Problem to solve
Starting with the line that mentions "assert_eq!(updated as usize, ids.len());", repeat each line verbatim until the entries end, both ends included.

Material shown
☆ ☆ ☆ ☆
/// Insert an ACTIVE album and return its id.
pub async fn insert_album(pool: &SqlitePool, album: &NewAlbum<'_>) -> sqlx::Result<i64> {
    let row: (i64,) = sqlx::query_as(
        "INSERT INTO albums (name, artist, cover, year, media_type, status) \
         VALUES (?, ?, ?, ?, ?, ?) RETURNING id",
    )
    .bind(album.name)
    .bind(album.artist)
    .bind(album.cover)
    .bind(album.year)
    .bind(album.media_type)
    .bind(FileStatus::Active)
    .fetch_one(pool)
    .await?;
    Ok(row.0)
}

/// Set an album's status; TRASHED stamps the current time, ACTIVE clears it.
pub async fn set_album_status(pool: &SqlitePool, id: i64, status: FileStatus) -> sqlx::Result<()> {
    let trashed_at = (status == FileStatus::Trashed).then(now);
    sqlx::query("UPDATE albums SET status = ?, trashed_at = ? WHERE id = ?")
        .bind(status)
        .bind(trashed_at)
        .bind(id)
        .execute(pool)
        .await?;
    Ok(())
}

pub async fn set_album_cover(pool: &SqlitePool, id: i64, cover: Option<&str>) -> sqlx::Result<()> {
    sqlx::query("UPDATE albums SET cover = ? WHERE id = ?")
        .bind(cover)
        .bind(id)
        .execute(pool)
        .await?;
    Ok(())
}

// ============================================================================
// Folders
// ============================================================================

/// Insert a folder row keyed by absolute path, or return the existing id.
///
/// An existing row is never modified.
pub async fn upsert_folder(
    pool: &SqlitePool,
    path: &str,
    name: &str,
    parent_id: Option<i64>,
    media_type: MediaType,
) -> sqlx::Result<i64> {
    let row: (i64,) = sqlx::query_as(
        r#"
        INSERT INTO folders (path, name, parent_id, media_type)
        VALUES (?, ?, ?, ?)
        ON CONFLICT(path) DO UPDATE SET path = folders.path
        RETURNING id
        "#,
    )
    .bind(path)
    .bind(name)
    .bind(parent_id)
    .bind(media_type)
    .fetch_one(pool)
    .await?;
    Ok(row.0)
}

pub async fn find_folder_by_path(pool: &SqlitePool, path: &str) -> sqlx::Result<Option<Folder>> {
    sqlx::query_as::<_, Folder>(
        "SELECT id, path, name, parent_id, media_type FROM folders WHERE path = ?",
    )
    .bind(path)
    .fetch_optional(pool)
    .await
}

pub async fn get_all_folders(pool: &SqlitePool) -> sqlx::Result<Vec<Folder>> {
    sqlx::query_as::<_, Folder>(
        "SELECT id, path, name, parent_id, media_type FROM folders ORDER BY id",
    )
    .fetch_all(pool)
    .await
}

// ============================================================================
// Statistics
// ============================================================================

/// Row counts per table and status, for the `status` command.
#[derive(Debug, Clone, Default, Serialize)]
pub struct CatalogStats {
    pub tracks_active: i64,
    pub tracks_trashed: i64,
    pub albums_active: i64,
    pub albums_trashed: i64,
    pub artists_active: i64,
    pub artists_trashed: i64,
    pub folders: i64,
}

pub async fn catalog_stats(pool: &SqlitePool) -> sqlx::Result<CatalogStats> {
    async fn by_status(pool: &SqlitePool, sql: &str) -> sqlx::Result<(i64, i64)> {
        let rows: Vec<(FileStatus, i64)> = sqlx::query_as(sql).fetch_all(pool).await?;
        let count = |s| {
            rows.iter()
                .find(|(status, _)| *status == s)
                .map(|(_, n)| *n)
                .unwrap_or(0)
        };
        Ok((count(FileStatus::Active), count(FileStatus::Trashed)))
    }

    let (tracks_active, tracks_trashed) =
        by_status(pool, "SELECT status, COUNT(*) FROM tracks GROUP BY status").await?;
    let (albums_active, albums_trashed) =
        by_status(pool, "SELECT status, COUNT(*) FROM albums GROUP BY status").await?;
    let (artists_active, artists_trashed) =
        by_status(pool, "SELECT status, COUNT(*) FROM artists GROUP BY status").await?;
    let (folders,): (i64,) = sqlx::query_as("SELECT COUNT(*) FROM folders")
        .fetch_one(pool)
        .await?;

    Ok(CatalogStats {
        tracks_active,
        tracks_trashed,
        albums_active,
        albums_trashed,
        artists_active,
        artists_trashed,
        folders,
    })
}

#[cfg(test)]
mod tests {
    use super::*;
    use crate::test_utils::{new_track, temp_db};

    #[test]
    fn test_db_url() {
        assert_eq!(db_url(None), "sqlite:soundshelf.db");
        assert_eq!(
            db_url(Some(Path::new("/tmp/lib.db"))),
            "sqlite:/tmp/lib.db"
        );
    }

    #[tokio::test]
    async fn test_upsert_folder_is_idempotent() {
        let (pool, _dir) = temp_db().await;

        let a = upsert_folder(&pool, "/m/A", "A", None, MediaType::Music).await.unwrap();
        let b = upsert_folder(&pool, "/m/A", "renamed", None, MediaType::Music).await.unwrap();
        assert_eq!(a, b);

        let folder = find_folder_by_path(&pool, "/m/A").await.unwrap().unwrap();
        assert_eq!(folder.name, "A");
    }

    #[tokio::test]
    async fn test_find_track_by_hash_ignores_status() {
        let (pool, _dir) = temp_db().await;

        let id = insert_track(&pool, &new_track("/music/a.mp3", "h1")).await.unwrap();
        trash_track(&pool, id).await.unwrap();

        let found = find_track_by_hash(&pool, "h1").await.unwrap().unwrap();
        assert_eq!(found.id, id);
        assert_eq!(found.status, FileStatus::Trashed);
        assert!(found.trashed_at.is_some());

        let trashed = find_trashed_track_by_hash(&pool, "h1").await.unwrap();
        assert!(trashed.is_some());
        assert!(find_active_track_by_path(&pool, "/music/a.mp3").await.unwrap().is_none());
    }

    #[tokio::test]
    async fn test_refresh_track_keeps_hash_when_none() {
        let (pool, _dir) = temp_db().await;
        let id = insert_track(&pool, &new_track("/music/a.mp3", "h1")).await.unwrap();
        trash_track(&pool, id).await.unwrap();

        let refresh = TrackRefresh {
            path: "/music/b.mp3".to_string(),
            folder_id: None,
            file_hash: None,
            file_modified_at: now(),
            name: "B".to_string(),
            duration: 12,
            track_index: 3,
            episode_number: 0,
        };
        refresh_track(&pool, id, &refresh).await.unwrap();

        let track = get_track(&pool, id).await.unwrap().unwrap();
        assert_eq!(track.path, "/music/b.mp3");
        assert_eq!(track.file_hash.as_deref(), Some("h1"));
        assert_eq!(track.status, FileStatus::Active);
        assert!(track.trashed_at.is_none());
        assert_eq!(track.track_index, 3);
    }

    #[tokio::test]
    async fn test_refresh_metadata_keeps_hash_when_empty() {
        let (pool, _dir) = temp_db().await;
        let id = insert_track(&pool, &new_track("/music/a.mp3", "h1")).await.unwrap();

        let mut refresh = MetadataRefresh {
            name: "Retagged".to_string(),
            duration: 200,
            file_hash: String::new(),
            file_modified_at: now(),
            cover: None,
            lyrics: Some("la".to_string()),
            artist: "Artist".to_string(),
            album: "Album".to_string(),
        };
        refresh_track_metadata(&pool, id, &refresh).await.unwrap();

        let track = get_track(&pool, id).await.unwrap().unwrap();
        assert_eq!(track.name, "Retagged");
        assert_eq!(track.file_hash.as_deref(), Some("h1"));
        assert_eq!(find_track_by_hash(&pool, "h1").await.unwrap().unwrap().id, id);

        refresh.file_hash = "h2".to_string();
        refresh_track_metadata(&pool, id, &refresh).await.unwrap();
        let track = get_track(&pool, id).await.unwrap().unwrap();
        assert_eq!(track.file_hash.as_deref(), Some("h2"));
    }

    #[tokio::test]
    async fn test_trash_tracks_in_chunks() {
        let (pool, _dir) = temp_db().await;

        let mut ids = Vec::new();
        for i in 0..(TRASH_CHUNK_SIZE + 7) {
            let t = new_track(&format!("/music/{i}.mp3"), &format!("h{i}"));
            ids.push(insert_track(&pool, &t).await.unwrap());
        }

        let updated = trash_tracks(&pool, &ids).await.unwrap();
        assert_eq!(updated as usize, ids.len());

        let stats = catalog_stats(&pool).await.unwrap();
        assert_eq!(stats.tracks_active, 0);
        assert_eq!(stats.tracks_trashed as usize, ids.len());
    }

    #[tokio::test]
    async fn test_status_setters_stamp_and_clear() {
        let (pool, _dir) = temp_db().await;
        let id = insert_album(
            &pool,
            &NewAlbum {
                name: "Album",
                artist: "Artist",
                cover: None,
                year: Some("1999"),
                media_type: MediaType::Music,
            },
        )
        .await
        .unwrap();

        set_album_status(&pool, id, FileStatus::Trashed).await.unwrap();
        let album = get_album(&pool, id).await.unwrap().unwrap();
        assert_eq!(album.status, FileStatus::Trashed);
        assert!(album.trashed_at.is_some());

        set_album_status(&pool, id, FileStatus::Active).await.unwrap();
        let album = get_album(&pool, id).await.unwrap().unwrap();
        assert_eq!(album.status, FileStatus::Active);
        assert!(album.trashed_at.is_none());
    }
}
☆ ☆ ☆ ☆
Solution
        assert_eq!(updated as usize, ids.len());

        let stats = catalog_stats(&pool).await.unwrap();
        assert_eq!(stats.tracks_active, 0);
        assert_eq!(stats.tracks_trashed as usize, ids.len());
    }

    #[tokio::test]
    async fn test_status_setters_stamp_and_clear() {
        let (pool, _dir) = temp_db().await;
        let id = insert_album(
            &pool,
            &NewAlbum {
                name: "Album",
                artist: "Artist",
                cover: None,
                year: Some("1999"),
                media_type: MediaType::Music,
            },
        )
        .await
        .unwrap();

        set_album_status(&pool, id, FileStatus::Trashed).await.unwrap();
        let album = get_album(&pool, id).await.unwrap().unwrap();
        assert_eq!(album.status, FileStatus::Trashed);
        assert!(album.trashed_at.is_some());

        set_album_status(&pool, id, FileStatus::Active).await.unwrap();
        let album = get_album(&pool, id).await.unwrap().unwrap();
        assert_eq!(album.status, FileStatus::Active);
        assert!(album.trashed_at.is_none());
    }
}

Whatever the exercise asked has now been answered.